# The task
The required lines are those that contain "serde"; pull them out of the data and copy them.

╭──

//! JWT encoding and decoding using HS256.
//!
//! Two token kinds share one claims shape: short-lived `access` tokens
//! authenticate API requests, longer-lived `refresh` tokens can only be
//! exchanged for a new access token.

use jsonwebtoken::{decode, encode, DecodingKey, EncodingKey, Header, Validation};
use serde::{Deserialize, Serialize};
use uuid::Uuid;

use crate::{AuthnConfig, AuthnError, CurrentUser};

/// Discriminator carried in the `token_type` claim.
#[derive(Debug, Clone, Copy, PartialEq, Eq, Serialize, Deserialize)]
#[serde(rename_all = "lowercase")]
pub enum TokenKind {
    Access,
    Refresh,
}

/// JWT claims payload.
#[derive(Debug, Clone, Serialize, Deserialize)]
pub struct Claims {
    /// Subject: user UUID.
    pub sub: String,
    pub username: String,
    pub token_type: TokenKind,
    /// Issued at (Unix timestamp).
    pub iat: i64,
    /// Expiration (Unix timestamp).
    pub exp: i64,
}

/// Access + refresh token pair returned by the token endpoint.
#[derive(Debug, Clone, Serialize)]
pub struct TokenPair {
    pub access: String,
    pub refresh: String,
}

fn issue(
    cfg: &AuthnConfig,
    user_id: Uuid,
    username: &str,
    kind: TokenKind,
    ttl_secs: u64,
) -> Result<String, AuthnError> {
    let now = chrono::Utc::now().timestamp();
    let claims = Claims {
        sub: user_id.to_string(),
        username: username.to_string(),
        token_type: kind,
        iat: now,
        exp: now + ttl_secs as i64,
    };
    encode(
        &Header::default(),
        &claims,
        &EncodingKey::from_secret(cfg.jwt_secret.as_bytes()),
    )
    .map_err(|e| AuthnError::Encoding(e.to_string()))
}

pub fn issue_access_token(
    cfg: &AuthnConfig,
    user_id: Uuid,
    username: &str,
) -> Result<String, AuthnError> {
    issue(cfg, user_id, username, TokenKind::Access, cfg.access_ttl_secs)
}

pub fn issue_refresh_token(
    cfg: &AuthnConfig,
    user_id: Uuid,
    username: &str,
) -> Result<String, AuthnError> {
    issue(
        cfg,
        user_id,
        username,
        TokenKind::Refresh,
        cfg.refresh_ttl_secs,
    )
}

pub fn issue_token_pair(
    cfg: &AuthnConfig,
    user_id: Uuid,
    username: &str,
) -> Result<TokenPair, AuthnError> {
    Ok(TokenPair {
        access: issue_access_token(cfg, user_id, username)?,
        refresh: issue_refresh_token(cfg, user_id, username)?,
    })
}

/// Decode a token of the expected kind. Signature and expiry are validated.
pub fn decode_token(
    cfg: &AuthnConfig,
    token: &str,
    expected: TokenKind,
) -> Result<Claims, AuthnError> {
    let data = decode::<Claims>(
        token,
        &DecodingKey::from_secret(cfg.jwt_secret.as_bytes()),
        &Validation::default(),
    )
    .map_err(|_| AuthnError::InvalidToken)?;

    if data.claims.token_type != expected {
        return Err(AuthnError::WrongTokenType {
            expected: match expected {
                TokenKind::Access => "access",
                TokenKind::Refresh => "refresh",
            },
        });
    }
    Ok(data.claims)
}

/// Exchange a valid refresh token for a fresh access token.
pub fn refresh_access_token(cfg: &AuthnConfig, refresh: &str) -> Result<String, AuthnError> {
    let claims = decode_token(cfg, refresh, TokenKind::Refresh)?;
    let user_id: Uuid = claims.sub.parse().map_err(|_| AuthnError::InvalidSubject)?;
    issue_access_token(cfg, user_id, &claims.username)
}

/// Resolve the acting identity from a raw `Authorization` header value.
///
/// Only `Bearer <access token>` is accepted.
pub fn authenticate_bearer(
    cfg: &AuthnConfig,
    authorization: Option<&str>,
) -> Result<CurrentUser, AuthnError> {
    let header = authorization.ok_or(AuthnError::MissingCredentials)?;
    let token = header
        .strip_prefix("Bearer ")
        .ok_or(AuthnError::MissingCredentials)?;

    let claims = decode_token(cfg, token, TokenKind::Access)?;
    let id: Uuid = claims.sub.parse().map_err(|_| AuthnError::InvalidSubject)?;
    Ok(CurrentUser {
        id,
        username: claims.username,
    })
}

#[cfg(test)]
mod tests {
    use super::*;

    fn test_cfg() -> AuthnConfig {
        AuthnConfig {
            jwt_secret: "test-secret-key-minimum-32-chars!!".to_string(),
            access_ttl_secs: 3600,
            refresh_ttl_secs: 86400,
        }
    }

    #[test]
    fn encode_decode_roundtrip() {
        let cfg = test_cfg();
        let user_id = Uuid::new_v4();
        let token = issue_access_token(&cfg, user_id, "alice").expect("encode should succeed");

        let claims = decode_token(&cfg, &token, TokenKind::Access).expect("decode should succeed");
        assert_eq!(claims.sub, user_id.to_string());
        assert_eq!(claims.username, "alice");
        assert_eq!(claims.exp - claims.iat, 3600);
    }

    #[test]
    fn refresh_token_rejected_as_access() {
        let cfg = test_cfg();
        let refresh = issue_refresh_token(&cfg, Uuid::new_v4(), "bob").unwrap();

        let result = authenticate_bearer(&cfg, Some(&format!("Bearer {refresh}")));
        assert!(result.is_err(), "refresh token must not authenticate");
    }

    #[test]
    fn refresh_flow_issues_new_access_token() {
        let cfg = test_cfg();
        let user_id = Uuid::new_v4();
        let pair = issue_token_pair(&cfg, user_id, "carol").unwrap();

        let access = refresh_access_token(&cfg, &pair.refresh).expect("refresh should succeed");
        let user = authenticate_bearer(&cfg, Some(&format!("Bearer {access}"))).unwrap();
        assert_eq!(user.id, user_id);
        assert_eq!(user.username, "carol");

        // An access token cannot be used to refresh.
        assert!(refresh_access_token(&cfg, &pair.access).is_err());
    }

    #[test]
    fn expired_token_rejected() {
        let cfg = test_cfg();
        let now = chrono::Utc::now().timestamp();
        let claims = Claims {
            sub: Uuid::new_v4().to_string(),
            username: "dora".to_string(),
            token_type: TokenKind::Access,
            iat: now - 7200,
            exp: now - 3600,
        };
        let token = encode(
            &Header::default(),
            &claims,
            &EncodingKey::from_secret(cfg.jwt_secret.as_bytes()),
        )
        .unwrap();

        assert!(decode_token(&cfg, &token, TokenKind::Access).is_err());
    }

    #[test]
    fn wrong_secret_rejected() {
        let cfg = test_cfg();
        let token = issue_access_token(&cfg, Uuid::new_v4(), "eve").unwrap();

        let other = AuthnConfig {
            jwt_secret: "another-secret-also-32-chars-long!".to_string(),
            ..test_cfg()
        };
        assert!(decode_token(&other, &token, TokenKind::Access).is_err());
    }

    #[test]
    fn malformed_header_rejected() {
        let cfg = test_cfg();
        assert!(authenticate_bearer(&cfg, None).is_err());
        assert!(authenticate_bearer(&cfg, Some("not-bearer")).is_err());
        assert!(authenticate_bearer(&cfg, Some("Bearer not.a.jwt")).is_err());
    }
}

╰──

# Answer space
use serde::{Deserialize, Serialize};
#[serde(rename_all = "lowercase")]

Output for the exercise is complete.